# MNIST digits recognition
## Feedforward network with 2 hidden layers
Uses [Keras](https://keras.io/) with [JAX](https://github.com/jax-ml/jax) as NN engine.

In [None]:
# Install Jax running on Google/Colab Tensor Processing Units
!pip install "jax[tpu]"

# Install Keras
!pip install keras-cv
!pip install keras-hub
!pip install keras

In [None]:
# Import installed software and put things in place
import os
os.environ["KERAS_BACKEND"] = "jax"
import matplotlib.pyplot as plt
import numpy as np
from keras import layers
from keras import ops
import keras
# print(keras.__version__)
# print(keras.backend.backend())

# Model `model` below is a feedforward network

- Input layer of dimension `784` (each MNIST character is encoded as a 28-by-28 image having `28*28 = 784` pixels when “flattened”).
- Dense (“fully connected”) hidden layer 1 of dimension `64`.
- Dense (“fully connected”) hidden layer 2 of dimension `64`.
- Dense (“fully connected”) output layer of dimension `10`.

The `model` is then created as a Keras model object.
It will process `784`-dimensional inputs and generate `10`-dimensional outputs.
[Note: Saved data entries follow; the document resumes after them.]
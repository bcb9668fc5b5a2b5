//! Buyer and seller driving an order item end to end over the in-memory bus.

mod common;

use std::sync::Arc;

use chrono::Utc;
use common::*;
use escrow_bitcoin::{Amount, TxInput};
use escrow_core::Transition;
use escrow_messaging::PollStats;
use escrow_storage::{ActionLogStore, OrderStore};
use escrow_types::{
    BidAction, EscrowActionType, EscrowError, EscrowMessage, EscrowPayload, EscrowPayloadType,
    EscrowRequest, MarketplaceEvent, MarketplaceMessage, OrderItemStatus, RawTxPhase,
};
use futures::future::join_all;
use tokio_util::sync::CancellationToken;

fn release_message(rawtx: &str) -> EscrowMessage {
    EscrowMessage::Release {
        item: LISTING_HASH.to_string(),
        memo: String::new(),
        escrow: EscrowPayload {
            kind: EscrowPayloadType::Release,
            rawtx: rawtx.to_string(),
        },
    }
}

fn event(from: &str, to: &str, version: &str, message: EscrowMessage) -> MarketplaceEvent {
    MarketplaceEvent {
        msgid: "msg-1".to_string(),
        from: from.to_string(),
        to: to.to_string(),
        received: Utc::now(),
        message: MarketplaceMessage::new(version, message),
    }
}

/// Lock on the buyer side and deliver it to the seller.
async fn locked_market() -> Market {
    let market = Market::new().await;
    market
        .buyer
        .engine
        .lock(&EscrowRequest::lock(market.buyer.item_id, None, "locked"))
        .await
        .unwrap();
    market.deliver().await;
    market
}

#[tokio::test]
async fn test_release_flow() {
    let market = locked_market().await;
    let (buyer, seller) = (&market.buyer, &market.seller);

    assert_eq!(seller.status().await, OrderItemStatus::EscrowLocked);
    let seller_rawtx = seller.rawtx().await;
    assert_eq!(seller_rawtx.phase, RawTxPhase::BroadcastRef);
    assert_eq!(seller_rawtx.value, txid_for(0));

    // Seller signs first.
    let outcome = seller
        .engine
        .release(&EscrowRequest::release(seller.item_id, "shipped"))
        .await
        .unwrap();
    assert_eq!(outcome.order_item.status, OrderItemStatus::Shipping);
    assert_eq!(outcome.rawtx.phase, RawTxPhase::PartialHex);
    assert_eq!(outcome.send.result, "Sent.");

    assert_eq!(seller.rpc.requested_txids(), vec![txid_for(0)]);
    let created = seller.rpc.created();
    assert_eq!(created.len(), 1);
    assert_eq!(
        created[0].inputs,
        vec![TxInput {
            txid: txid_for(0),
            vout: 0
        }]
    );
    assert_eq!(
        created[0].outputs.get("release-addr-1"),
        Some(&Amount::from_sat(33_326_666))
    );
    assert_eq!(
        created[0].outputs.get(BUYER_ADDRESS),
        Some(&Amount::from_sat(66_653_333))
    );
    let total: u64 = created[0].outputs.values().map(|a| a.to_sat()).sum();
    assert!(total <= Amount::ONE_BTC.to_sat());
    assert!(seller.rpc.broadcasts().is_empty());

    market.deliver().await;
    assert_eq!(buyer.status().await, OrderItemStatus::Shipping);
    let partial = buyer.rawtx().await;
    assert_eq!(partial.phase, RawTxPhase::PartialHex);
    assert_eq!(partial.value, format!("{}{}", UNSIGNED_SPEND, SIGNATURE));

    // Buyer completes and broadcasts.
    let outcome = buyer
        .engine
        .release(&EscrowRequest::release(buyer.item_id, "received"))
        .await
        .unwrap();
    assert_eq!(outcome.order_item.status, OrderItemStatus::Complete);
    assert_eq!(outcome.rawtx.value, txid_for(1));
    assert_eq!(
        buyer.rpc.broadcasts()[1],
        format!("{}{}{}", UNSIGNED_SPEND, SIGNATURE, SIGNATURE)
    );

    market.deliver().await;
    assert_eq!(seller.status().await, OrderItemStatus::Complete);
    assert_eq!(seller.rawtx().await.value, txid_for(1));

    let actions: Vec<_> = seller
        .store
        .find_by_listing(LISTING_HASH)
        .await
        .unwrap()
        .into_iter()
        .map(|r| r.action)
        .collect();
    assert_eq!(
        actions,
        vec![EscrowActionType::Lock, EscrowActionType::Release]
    );

    // Nothing left unread on either side.
    assert_eq!(
        seller.poller(&market.bus).poll_once().await.unwrap(),
        PollStats::default()
    );
    assert_eq!(
        buyer.poller(&market.bus).poll_once().await.unwrap(),
        PollStats::default()
    );
}
/// Which party signs next when spending the escrow output.
#[derive(Debug, Clone, Copy, PartialEq, Eq)]
enum SpendPhase {
    /// Seller builds the spend and adds the first signature.
    Seller,
    /// Buyer adds the final signature and broadcasts.
    Buyer,
}

/// Protocol artifacts collected during bidding.
struct EscrowObjects {
    pubkeys: Vec<String>,
    rawtx: RawTxArtifact,
}

pub struct EscrowActionEngine {
    rpc: Arc<dyn RawTransactionClient>,
    transport: Arc<dyn MessageTransport>,
    store: Arc<dyn EscrowStore>,
    config: EscrowConfig,
    fee: Amount,
    encrypted: bool,
    locks: ItemLocks,
}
- Each of the 64 dimensions of the 1st layer has 784 linear cofficients plus 1 bias = 785 parameters, for a total of 64*785 = `50,240` parameters.
- Each of the 64 dimensions of the 1st layer has 64 linear cofficients plus 1 bias = 65 parameters, for a total of 64*65 = `4,160` parameters.
- Each of the 10 dimensions of the 1st layer has 64 linear cofficients plus 1 bias = 65 parameters, for a total of 10*65 = `650` parameters.

Therefore, `model` has `50,240 + 4,160 + 650 = 55,050` total parameters.
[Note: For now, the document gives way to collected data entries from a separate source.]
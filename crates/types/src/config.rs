//! Engine configuration.

use serde::{Deserialize, Serialize};

use crate::error::{EscrowError, Result};

/// Share of a release between the releasing party and the counterparty.
#[derive(Debug, Clone, Copy, Serialize, Deserialize, PartialEq, Eq)]
pub struct SplitRatio {
    pub local: u64,
    pub counterparty: u64,
}

impl SplitRatio {
    /// `None` when the two shares overflow a u64.
    pub fn total(&self) -> Option<u64> {
        self.local.checked_add(self.counterparty)
    }
}

impl Default for SplitRatio {
    fn default() -> Self {
        Self {
            local: 1,
            counterparty: 2,
        }
    }
}

/// Values the escrow engine needs at construction time.
#[derive(Debug, Clone, Serialize, Deserialize, PartialEq)]
#[serde(default)]
pub struct EscrowConfig {
    /// Sent as `version` in every outbound envelope.
    pub marketplace_version: String,
    /// Fee reserved per created output, in BTC.
    pub release_fee: f64,
    pub release_split: SplitRatio,
    pub multisig_required: u32,
    pub use_bech32: bool,
}

impl Default for EscrowConfig {
    fn default() -> Self {
        Self {
            marketplace_version: "0.0.1.0".to_string(),
            release_fee: 0.0001,
            release_split: SplitRatio::default(),
            multisig_required: 2,
            use_bech32: false,
        }
    }
}

impl EscrowConfig {
    pub fn validate(&self) -> Result<()> {
        if self.marketplace_version.is_empty() {
            return Err(EscrowError::Config(
                "marketplace_version must not be empty".to_string(),
            ));
        }
        if !self.release_fee.is_finite() || self.release_fee < 0.0 {
            return Err(EscrowError::Config(format!(
                "release_fee must be a non-negative amount, got {}",
                self.release_fee
            )));
        }
        match self.release_split.total() {
            Some(0) => {
                return Err(EscrowError::Config(
                    "release_split must have a non-zero total".to_string(),
                ))
            }
            None => {
                return Err(EscrowError::Config(
                    "release_split total overflows".to_string(),
                ))
            }
            Some(_) => {}
        }
        if self.multisig_required == 0 {
            return Err(EscrowError::Config(
                "multisig_required must be at least 1".to_string(),
            ));
        }
        Ok(())
    }
}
**Note:** The MNIST data set has *not* yet been loaded at all!
Absolutely *no* data proper has been used at this point.


In [None]:
dim_hl_1 = 64 # @param {type: "integer"}
dim_hl_2 = 64 # @param {type: "integer"}

inputs = keras.Input(shape=(784,))  # Input layer shape for flatened MNIST images
hidden1 = layers.Dense(dim_hl_1, activation="relu")(inputs)  # First hidden layer
hidden2 = layers.Dense(dim_hl_2, activation="relu")(hidden1)  # Second hidden layer
# Output layer must have dimension 10 = number of categories.
outputs = layers.Dense(10)(hidden2)  # No ReLu here b/c output is "logits".
model = keras.Model(inputs=inputs, outputs=outputs, name="mnist_model")
model.summary()


In [None]:
keras.utils.plot_model(model, "feedforward_model.png")

In [None]:
keras.utils.plot_model(model, "feedforward_model_with_shape_info.png", show_shapes=True)

# Load MNIST dataset

  Each single MNIST image of a handwritten digit 0, 1, 2, …, 8, 9 is encoded as a matrix of size `28*28` whose entries are 8-bit unsigned integers (i.e., each entry is an integer in the range from `0` to `2^8 - 1 = 255`).
Each integer represents the grayscale color of a pixel (0 = black, 255 = white).
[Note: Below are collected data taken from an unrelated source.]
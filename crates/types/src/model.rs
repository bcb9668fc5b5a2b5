//! Domain model read and written by the escrow protocol.
//!
//! These are hydrated views: an [`OrderItem`] carries its owning order, the
//! accepted bid, the referenced listing and the protocol scratch objects, so the
//! engine can make every decision from a single read.

use std::fmt;
use std::str::FromStr;

use serde::{Deserialize, Serialize};

use crate::error::EscrowError;

/// Keys used for [`OrderItemObject`] entries.
pub mod data_ids {
    /// Raw transaction artifact, overwritten at every protocol step.
    pub const RAWTX: &str = "rawtx";
    /// JSON array of the multisig participants' public keys.
    pub const PUBKEYS: &str = "pubkeys";
    /// Buyer's release/refund destination address.
    pub const ADDRESS: &str = "address";
    /// Multisig address created during lock.
    pub const ESCROW_ADDRESS: &str = "escrow_address";
}

/// Escrow protocol phase of one order line item.
///
/// ```text
/// AWAITING_ESCROW -> ESCROW_LOCKED -> SHIPPING  -> COMPLETE
///                                  \-> REFUNDING -> REFUNDED
/// ```
#[derive(Debug, Clone, Copy, Serialize, Deserialize, PartialEq, Eq, Hash)]
#[serde(rename_all = "SCREAMING_SNAKE_CASE")]
pub enum OrderItemStatus {
    AwaitingEscrow,
    EscrowLocked,
    Shipping,
    Complete,
    Refunding,
    Refunded,
}

impl OrderItemStatus {
    /// Position along the protocol; transitions never decrease it.
    pub fn rank(&self) -> u8 {
        match self {
            OrderItemStatus::AwaitingEscrow => 0,
            OrderItemStatus::EscrowLocked => 1,
            OrderItemStatus::Shipping | OrderItemStatus::Refunding => 2,
            OrderItemStatus::Complete | OrderItemStatus::Refunded => 3,
        }
    }

    pub fn is_terminal(&self) -> bool {
        matches!(self, OrderItemStatus::Complete | OrderItemStatus::Refunded)
    }

    pub fn as_str(&self) -> &'static str {
        match self {
            OrderItemStatus::AwaitingEscrow => "AWAITING_ESCROW",
            OrderItemStatus::EscrowLocked => "ESCROW_LOCKED",
            OrderItemStatus::Shipping => "SHIPPING",
            OrderItemStatus::Complete => "COMPLETE",
            OrderItemStatus::Refunding => "REFUNDING",
            OrderItemStatus::Refunded => "REFUNDED",
        }
    }
}

impl fmt::Display for OrderItemStatus {
    fn fmt(&self, f: &mut fmt::Formatter<'_>) -> fmt::Result {
        f.write_str(self.as_str())
    }
}

impl FromStr for OrderItemStatus {
    type Err = EscrowError;

    fn from_str(s: &str) -> Result<Self, Self::Err> {
        match s {
            "AWAITING_ESCROW" => Ok(OrderItemStatus::AwaitingEscrow),
            "ESCROW_LOCKED" => Ok(OrderItemStatus::EscrowLocked),
            "SHIPPING" => Ok(OrderItemStatus::Shipping),
            "COMPLETE" => Ok(OrderItemStatus::Complete),
            "REFUNDING" => Ok(OrderItemStatus::Refunding),
            "REFUNDED" => Ok(OrderItemStatus::Refunded),
            other => Err(EscrowError::Serialization(format!(
                "unknown order item status '{}'",
                other
            ))),
        }
    }
}

#[derive(Debug, Clone, Copy, Serialize, Deserialize, PartialEq, Eq)]
pub enum BidAction {
    #[serde(rename = "MPA_BID")]
    Bid,
    #[serde(rename = "MPA_ACCEPT")]
    Accept,
    #[serde(rename = "MPA_REJECT")]
    Reject,
    #[serde(rename = "MPA_CANCEL")]
    Cancel,
}

impl BidAction {
    pub fn as_str(&self) -> &'static str {
        match self {
            BidAction::Bid => "MPA_BID",
            BidAction::Accept => "MPA_ACCEPT",
            BidAction::Reject => "MPA_REJECT",
            BidAction::Cancel => "MPA_CANCEL",
        }
    }
}

impl FromStr for BidAction {
    type Err = EscrowError;

    fn from_str(s: &str) -> Result<Self, Self::Err> {
        match s {
            "MPA_BID" => Ok(BidAction::Bid),
            "MPA_ACCEPT" => Ok(BidAction::Accept),
            "MPA_REJECT" => Ok(BidAction::Reject),
            "MPA_CANCEL" => Ok(BidAction::Cancel),
            other => Err(EscrowError::Serialization(format!(
                "unknown bid action '{}'",
                other
            ))),
        }
    }
}

#[derive(Debug, Clone, Copy, Serialize, Deserialize, PartialEq, Eq)]
#[serde(rename_all = "UPPERCASE")]
pub enum EscrowType {
    /// Mutually assured destruction: both parties deposit.
    Mad,
    Multisig,
    Nop,
}

impl EscrowType {
    pub fn as_str(&self) -> &'static str {
        match self {
            EscrowType::Mad => "MAD",
            EscrowType::Multisig => "MULTISIG",
            EscrowType::Nop => "NOP",
        }
    }
}

impl FromStr for EscrowType {
    type Err = EscrowError;

    fn from_str(s: &str) -> Result<Self, Self::Err> {
        match s {
            "MAD" => Ok(EscrowType::Mad),
            "MULTISIG" => Ok(EscrowType::Multisig),
            "NOP" => Ok(EscrowType::Nop),
            other => Err(EscrowError::Serialization(format!(
                "unknown escrow type '{}'",
                other
            ))),
        }
    }
}

/// Escrow terms attached to a listing's payment information.
#[derive(Debug, Clone, Serialize, Deserialize, PartialEq, Eq)]
pub struct EscrowInfo {
    pub id: i64,
    pub escrow_type: EscrowType,
}

#[derive(Debug, Clone, Serialize, Deserialize, PartialEq, Eq)]
pub struct Listing {
    pub hash: String,
    /// Seller's messaging address.
    pub seller: String,
    /// Set when the listing was published from a local template, i.e. we are the seller.
    pub template_id: Option<i64>,
    pub escrow: Option<EscrowInfo>,
}

#[derive(Debug, Clone, Serialize, Deserialize, PartialEq, Eq)]
pub struct Bid {
    pub id: i64,
    pub action: BidAction,
    pub bidder: String,
    pub listing: Listing,
}

#[derive(Debug, Clone, Serialize, Deserialize, PartialEq, Eq)]
pub struct Order {
    pub id: i64,
    pub buyer: String,
    pub seller: String,
}

/// Typed key/value attribute attached to an order item.
#[derive(Debug, Clone, Serialize, Deserialize, PartialEq, Eq)]
pub struct OrderItemObject {
    pub id: i64,
    pub order_item_id: i64,
    pub data_id: String,
    pub data_value: String,
}

#[derive(Debug, Clone, Serialize, Deserialize, PartialEq, Eq)]
pub struct OrderItem {
    pub id: i64,
    pub item_hash: String,
    pub status: OrderItemStatus,
    pub order: Order,
    pub bid: Bid,
    pub objects: Vec<OrderItemObject>,
}

impl OrderItem {
    pub fn object(&self, data_id: &str) -> Option<&OrderItemObject> {
        self.objects.iter().find(|o| o.data_id == data_id)
    }

    /// Role is derived on every call from template ownership, never cached.
    pub fn is_seller(&self) -> bool {
        self.bid.listing.template_id.is_some()
    }

    pub fn escrow(&self) -> Option<&EscrowInfo> {
        self.bid.listing.escrow.as_ref()
    }
}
For reasons of computational efficiency and numerical stability, the grayscale is rescaled to be a floating-point (decimal) number in the interval `[0, 1)`, and the 28-by-28 matrix is “flattened” to be a single (column) vector of `28*28 = 784` decimal such entries, each a `float32` (32-bit floating point number).

Since the training set consists of 60,000 such digit images, each effectively a column vector of size 784, it gives a large matrix `x_train` of size `60,000 × 784`; similarly, the test set of 10,000 images gives a `10,000 × 784` matrix `x_test`.


In [None]:
(x_train, y_train), (x_test, y_test) = keras.datasets.mnist.load_data()

x_train = x_train.reshape(60000, 784).astype("float32") / 255
x_test = x_test.reshape(10000, 784).astype("float32") / 255

# Compile and train the model

By default, when a model is “compiled”, its parameters are initialized randomly and uniformly (with zero mean and variance determined by the input and output dimensions at each layer—but otherwise not of immediate interest to us right now).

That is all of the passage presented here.